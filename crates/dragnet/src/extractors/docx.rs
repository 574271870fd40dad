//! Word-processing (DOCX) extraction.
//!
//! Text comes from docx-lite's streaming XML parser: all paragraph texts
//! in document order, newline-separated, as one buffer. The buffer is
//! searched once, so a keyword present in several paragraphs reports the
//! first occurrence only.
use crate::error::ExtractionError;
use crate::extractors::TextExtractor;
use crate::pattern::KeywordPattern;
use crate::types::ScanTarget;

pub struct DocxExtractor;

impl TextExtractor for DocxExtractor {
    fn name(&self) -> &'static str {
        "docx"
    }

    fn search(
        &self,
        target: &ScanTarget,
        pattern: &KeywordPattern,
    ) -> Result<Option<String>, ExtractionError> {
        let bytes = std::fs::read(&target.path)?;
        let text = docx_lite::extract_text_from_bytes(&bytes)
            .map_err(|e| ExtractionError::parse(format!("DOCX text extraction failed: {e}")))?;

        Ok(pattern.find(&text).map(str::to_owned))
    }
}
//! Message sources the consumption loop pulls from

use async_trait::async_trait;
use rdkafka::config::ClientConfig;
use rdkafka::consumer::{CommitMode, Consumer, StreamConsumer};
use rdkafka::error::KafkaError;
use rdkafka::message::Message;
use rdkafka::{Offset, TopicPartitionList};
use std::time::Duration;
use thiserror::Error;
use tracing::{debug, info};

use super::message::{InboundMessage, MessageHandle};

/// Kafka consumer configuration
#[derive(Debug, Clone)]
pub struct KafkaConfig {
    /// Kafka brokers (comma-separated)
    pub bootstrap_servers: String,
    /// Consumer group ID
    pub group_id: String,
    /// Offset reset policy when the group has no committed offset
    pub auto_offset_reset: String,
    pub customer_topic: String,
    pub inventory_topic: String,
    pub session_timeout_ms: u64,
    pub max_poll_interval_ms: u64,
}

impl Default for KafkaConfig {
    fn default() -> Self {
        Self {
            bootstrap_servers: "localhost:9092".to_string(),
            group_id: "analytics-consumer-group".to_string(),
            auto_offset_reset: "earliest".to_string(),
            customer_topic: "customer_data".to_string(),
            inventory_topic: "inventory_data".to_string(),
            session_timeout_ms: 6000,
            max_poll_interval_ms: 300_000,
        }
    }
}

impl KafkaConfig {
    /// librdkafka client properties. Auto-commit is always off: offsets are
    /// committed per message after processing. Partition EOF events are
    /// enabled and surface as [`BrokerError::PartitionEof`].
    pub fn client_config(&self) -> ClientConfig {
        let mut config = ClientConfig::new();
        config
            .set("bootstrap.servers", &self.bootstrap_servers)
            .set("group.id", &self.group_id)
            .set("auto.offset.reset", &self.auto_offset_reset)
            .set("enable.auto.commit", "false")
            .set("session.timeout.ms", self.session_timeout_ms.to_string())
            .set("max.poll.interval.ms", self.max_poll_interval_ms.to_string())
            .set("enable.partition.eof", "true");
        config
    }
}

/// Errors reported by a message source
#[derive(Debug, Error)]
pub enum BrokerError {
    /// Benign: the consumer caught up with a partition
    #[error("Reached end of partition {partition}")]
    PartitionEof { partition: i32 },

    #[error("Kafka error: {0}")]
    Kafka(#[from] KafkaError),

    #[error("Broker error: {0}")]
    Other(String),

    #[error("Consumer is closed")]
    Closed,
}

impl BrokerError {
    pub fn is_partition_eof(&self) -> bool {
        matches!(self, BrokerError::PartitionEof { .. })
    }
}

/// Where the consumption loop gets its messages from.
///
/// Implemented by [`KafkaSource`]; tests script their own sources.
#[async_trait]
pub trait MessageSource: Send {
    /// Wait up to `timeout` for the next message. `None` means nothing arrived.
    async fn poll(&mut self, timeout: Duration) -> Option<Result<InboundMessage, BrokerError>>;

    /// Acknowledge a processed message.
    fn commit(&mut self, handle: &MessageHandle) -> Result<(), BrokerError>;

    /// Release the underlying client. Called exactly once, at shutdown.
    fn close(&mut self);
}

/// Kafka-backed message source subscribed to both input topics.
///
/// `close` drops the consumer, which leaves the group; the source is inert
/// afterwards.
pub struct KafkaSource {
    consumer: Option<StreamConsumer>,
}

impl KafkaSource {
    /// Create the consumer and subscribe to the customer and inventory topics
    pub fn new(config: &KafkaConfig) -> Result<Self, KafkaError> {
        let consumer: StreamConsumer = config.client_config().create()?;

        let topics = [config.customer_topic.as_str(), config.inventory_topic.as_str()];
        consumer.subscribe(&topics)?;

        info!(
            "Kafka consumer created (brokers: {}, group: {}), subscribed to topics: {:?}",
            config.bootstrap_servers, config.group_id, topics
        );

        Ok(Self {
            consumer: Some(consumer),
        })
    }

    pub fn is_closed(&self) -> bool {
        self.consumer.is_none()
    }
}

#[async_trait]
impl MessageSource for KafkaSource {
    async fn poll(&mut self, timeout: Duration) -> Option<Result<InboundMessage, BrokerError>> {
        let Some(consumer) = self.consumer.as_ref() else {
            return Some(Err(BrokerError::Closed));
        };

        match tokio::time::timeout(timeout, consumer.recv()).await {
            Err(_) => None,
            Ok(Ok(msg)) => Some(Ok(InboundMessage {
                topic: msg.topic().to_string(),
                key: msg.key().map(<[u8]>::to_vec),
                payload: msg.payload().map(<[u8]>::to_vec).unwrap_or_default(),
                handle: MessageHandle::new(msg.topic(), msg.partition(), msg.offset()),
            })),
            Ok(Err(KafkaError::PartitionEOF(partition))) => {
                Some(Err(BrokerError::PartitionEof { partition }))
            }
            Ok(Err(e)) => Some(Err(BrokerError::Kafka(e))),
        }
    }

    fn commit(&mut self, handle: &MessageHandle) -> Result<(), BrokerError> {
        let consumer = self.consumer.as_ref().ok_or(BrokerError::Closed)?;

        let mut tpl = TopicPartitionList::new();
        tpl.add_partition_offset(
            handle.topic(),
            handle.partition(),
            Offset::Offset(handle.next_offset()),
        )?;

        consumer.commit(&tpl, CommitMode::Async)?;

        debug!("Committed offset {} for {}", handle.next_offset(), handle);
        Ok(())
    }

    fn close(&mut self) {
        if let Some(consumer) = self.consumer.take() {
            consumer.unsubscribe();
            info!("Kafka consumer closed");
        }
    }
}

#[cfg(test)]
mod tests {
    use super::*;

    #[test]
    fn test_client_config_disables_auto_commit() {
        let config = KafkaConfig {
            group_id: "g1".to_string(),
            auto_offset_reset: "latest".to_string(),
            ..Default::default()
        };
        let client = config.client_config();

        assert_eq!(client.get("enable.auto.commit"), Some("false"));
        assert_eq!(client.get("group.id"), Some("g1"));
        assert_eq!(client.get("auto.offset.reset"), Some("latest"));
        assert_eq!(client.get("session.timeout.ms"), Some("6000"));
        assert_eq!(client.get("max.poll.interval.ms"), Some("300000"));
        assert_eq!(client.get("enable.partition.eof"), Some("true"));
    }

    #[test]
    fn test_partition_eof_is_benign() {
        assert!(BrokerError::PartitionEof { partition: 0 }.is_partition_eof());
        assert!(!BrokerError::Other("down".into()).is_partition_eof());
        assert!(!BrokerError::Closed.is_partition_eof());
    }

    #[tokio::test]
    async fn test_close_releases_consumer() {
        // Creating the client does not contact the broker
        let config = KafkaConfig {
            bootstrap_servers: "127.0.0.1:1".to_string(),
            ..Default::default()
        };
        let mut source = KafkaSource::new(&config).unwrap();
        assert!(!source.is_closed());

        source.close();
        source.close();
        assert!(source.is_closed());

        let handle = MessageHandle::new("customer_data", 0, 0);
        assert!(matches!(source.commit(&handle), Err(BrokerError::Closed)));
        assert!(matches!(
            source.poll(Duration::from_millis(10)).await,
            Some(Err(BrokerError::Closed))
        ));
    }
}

--

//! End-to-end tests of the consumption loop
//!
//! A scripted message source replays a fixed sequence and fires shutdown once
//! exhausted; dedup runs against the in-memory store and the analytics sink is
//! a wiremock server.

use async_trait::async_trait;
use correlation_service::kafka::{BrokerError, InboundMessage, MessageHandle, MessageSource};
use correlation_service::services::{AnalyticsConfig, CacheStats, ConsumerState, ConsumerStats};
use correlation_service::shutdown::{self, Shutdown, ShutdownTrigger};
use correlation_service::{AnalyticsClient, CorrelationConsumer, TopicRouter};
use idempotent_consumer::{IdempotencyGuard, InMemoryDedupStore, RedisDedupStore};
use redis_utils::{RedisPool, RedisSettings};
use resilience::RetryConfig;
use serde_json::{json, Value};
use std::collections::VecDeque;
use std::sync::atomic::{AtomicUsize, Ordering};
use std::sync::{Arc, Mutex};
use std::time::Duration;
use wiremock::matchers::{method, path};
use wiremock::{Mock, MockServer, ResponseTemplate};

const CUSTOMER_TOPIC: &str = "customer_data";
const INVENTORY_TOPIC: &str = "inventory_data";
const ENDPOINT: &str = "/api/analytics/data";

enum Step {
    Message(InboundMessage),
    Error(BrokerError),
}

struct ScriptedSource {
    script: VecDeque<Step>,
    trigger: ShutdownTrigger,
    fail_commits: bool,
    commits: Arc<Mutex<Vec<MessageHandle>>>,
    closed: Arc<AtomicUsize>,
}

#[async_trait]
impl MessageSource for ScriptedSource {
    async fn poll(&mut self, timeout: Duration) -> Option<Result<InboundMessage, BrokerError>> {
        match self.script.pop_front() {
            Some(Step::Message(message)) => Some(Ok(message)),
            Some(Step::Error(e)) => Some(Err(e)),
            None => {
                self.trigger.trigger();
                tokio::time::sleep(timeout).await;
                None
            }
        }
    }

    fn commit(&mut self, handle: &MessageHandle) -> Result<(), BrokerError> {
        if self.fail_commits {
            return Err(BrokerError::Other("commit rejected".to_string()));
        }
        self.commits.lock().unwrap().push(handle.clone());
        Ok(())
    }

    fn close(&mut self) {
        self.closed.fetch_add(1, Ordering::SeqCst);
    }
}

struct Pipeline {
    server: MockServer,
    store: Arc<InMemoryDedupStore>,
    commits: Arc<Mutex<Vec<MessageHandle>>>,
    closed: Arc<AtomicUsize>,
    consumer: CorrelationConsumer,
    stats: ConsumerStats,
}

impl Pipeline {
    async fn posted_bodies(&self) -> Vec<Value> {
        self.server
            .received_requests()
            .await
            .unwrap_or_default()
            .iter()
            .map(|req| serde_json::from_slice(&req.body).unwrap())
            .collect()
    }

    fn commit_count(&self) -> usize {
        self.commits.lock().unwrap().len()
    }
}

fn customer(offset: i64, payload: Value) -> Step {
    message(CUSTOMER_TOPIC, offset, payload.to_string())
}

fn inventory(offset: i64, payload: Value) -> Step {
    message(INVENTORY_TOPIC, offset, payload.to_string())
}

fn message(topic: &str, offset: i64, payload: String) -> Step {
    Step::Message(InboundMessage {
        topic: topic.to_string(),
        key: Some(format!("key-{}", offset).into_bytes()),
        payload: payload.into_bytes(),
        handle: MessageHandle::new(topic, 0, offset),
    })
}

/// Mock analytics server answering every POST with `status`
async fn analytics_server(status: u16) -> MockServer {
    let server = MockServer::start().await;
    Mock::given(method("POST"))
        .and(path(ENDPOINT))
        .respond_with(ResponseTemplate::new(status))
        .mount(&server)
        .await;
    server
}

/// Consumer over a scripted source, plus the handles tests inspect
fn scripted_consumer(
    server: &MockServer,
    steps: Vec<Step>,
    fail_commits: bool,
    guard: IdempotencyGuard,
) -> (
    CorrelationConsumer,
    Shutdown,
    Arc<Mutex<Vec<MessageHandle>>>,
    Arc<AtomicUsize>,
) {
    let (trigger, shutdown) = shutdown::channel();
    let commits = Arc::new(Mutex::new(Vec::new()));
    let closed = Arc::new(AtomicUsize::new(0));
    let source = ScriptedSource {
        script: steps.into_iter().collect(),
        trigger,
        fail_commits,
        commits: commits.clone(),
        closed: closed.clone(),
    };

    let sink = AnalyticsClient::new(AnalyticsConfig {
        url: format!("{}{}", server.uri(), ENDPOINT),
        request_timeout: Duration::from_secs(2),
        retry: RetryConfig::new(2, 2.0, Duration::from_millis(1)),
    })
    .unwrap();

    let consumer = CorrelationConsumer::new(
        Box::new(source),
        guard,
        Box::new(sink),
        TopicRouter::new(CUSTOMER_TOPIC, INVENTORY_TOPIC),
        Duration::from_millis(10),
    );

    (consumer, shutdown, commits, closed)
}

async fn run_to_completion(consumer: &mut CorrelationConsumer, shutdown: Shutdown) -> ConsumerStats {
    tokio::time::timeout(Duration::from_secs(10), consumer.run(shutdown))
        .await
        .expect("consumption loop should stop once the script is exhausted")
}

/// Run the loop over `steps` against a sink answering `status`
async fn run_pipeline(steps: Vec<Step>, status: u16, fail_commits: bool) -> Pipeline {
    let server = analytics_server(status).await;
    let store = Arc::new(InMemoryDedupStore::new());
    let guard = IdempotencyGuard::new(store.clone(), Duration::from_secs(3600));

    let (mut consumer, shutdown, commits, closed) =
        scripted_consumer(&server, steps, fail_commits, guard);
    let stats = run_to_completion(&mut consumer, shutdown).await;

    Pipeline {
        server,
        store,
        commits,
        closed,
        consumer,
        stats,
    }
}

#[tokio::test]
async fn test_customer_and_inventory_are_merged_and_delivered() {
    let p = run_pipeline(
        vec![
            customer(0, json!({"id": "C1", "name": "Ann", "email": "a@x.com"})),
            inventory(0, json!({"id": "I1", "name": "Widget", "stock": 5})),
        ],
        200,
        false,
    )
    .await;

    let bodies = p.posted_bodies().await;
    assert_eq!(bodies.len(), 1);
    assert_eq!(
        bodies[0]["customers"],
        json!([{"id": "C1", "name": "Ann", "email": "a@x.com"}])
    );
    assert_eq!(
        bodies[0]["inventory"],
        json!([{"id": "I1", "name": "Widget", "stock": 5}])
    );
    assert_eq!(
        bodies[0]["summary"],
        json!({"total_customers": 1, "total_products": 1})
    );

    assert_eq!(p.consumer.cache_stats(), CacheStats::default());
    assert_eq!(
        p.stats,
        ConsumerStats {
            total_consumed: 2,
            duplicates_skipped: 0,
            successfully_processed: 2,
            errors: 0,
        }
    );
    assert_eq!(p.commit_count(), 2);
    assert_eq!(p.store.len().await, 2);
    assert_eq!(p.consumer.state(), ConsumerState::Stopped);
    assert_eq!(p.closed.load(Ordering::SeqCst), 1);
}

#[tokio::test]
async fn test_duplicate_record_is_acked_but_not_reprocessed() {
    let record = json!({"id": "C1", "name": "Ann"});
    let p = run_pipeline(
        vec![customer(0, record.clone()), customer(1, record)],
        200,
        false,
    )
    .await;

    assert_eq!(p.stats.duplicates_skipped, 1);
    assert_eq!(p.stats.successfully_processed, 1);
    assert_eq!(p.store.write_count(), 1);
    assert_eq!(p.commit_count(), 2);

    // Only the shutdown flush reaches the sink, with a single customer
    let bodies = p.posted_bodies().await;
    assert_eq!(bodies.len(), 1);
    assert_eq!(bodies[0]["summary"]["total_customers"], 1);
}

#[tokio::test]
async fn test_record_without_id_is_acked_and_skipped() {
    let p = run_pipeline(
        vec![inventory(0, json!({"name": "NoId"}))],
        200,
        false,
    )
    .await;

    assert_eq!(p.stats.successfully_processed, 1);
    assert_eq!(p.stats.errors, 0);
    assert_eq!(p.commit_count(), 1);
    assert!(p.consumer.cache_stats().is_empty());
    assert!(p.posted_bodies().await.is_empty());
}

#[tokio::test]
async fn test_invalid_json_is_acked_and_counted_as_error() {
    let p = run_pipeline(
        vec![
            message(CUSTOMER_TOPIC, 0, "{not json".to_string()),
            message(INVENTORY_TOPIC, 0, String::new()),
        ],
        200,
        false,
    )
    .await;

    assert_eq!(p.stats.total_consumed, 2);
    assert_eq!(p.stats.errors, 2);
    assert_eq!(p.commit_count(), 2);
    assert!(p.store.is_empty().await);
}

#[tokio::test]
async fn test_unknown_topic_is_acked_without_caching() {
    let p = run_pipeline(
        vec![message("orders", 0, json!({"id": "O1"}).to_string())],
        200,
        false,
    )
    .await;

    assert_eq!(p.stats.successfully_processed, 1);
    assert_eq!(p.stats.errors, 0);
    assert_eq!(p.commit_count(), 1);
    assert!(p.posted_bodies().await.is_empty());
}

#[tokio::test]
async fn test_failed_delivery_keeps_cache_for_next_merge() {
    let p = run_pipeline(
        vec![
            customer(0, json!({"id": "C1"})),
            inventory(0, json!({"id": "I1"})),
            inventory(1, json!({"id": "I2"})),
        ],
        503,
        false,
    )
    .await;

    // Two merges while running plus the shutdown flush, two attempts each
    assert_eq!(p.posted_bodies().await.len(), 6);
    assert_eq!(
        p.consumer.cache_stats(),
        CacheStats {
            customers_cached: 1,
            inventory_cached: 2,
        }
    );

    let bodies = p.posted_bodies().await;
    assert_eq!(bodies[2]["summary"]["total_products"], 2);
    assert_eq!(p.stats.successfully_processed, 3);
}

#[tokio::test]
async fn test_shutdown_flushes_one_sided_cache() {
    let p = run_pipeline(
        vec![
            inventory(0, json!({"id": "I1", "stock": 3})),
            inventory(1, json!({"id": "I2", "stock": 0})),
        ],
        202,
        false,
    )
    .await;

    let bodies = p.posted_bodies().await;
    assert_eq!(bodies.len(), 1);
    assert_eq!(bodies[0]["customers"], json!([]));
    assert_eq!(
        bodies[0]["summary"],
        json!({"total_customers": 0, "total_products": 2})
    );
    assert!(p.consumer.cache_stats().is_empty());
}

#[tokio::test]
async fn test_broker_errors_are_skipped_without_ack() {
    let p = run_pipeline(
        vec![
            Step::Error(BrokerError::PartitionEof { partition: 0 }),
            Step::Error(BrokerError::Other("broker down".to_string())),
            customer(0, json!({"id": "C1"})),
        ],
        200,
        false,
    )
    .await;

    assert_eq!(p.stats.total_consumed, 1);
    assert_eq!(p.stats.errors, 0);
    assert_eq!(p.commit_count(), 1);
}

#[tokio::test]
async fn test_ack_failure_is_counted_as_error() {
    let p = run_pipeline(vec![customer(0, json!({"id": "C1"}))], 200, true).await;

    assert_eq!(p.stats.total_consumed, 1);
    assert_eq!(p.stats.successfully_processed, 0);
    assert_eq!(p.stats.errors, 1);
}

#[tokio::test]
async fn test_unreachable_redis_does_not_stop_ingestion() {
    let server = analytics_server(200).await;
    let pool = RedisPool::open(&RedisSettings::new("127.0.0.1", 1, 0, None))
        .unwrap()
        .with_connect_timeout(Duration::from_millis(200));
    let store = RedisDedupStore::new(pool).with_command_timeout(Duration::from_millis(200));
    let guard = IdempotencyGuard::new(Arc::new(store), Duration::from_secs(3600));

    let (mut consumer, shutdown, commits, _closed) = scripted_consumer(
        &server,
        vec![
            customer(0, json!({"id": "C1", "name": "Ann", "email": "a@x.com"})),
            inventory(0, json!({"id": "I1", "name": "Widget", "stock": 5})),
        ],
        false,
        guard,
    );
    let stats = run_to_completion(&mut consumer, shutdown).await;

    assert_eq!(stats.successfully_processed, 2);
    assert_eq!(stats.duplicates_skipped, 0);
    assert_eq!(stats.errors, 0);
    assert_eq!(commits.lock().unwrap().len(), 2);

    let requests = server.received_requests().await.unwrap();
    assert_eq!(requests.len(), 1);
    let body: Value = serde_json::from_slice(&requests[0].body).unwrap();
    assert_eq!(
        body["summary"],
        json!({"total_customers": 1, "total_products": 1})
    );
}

■ Task item ■
Your answer should be the lines above from the one containing "filename crates/dragnet/src/extractors/docx.rs" through the one containing "first occurrence only.", copied exactly and with both ends kept.

■ Answer for this exercise ■
filename crates/dragnet/src/extractors/docx.rs
repository 574271870fd40dad
//! Word-processing (DOCX) extraction.
//!
//! Text comes from docx-lite's streaming XML parser: all paragraph texts
//! in document order, newline-separated, as one buffer. The buffer is
//! searched once, so a keyword present in several paragraphs reports the
//! first occurrence only.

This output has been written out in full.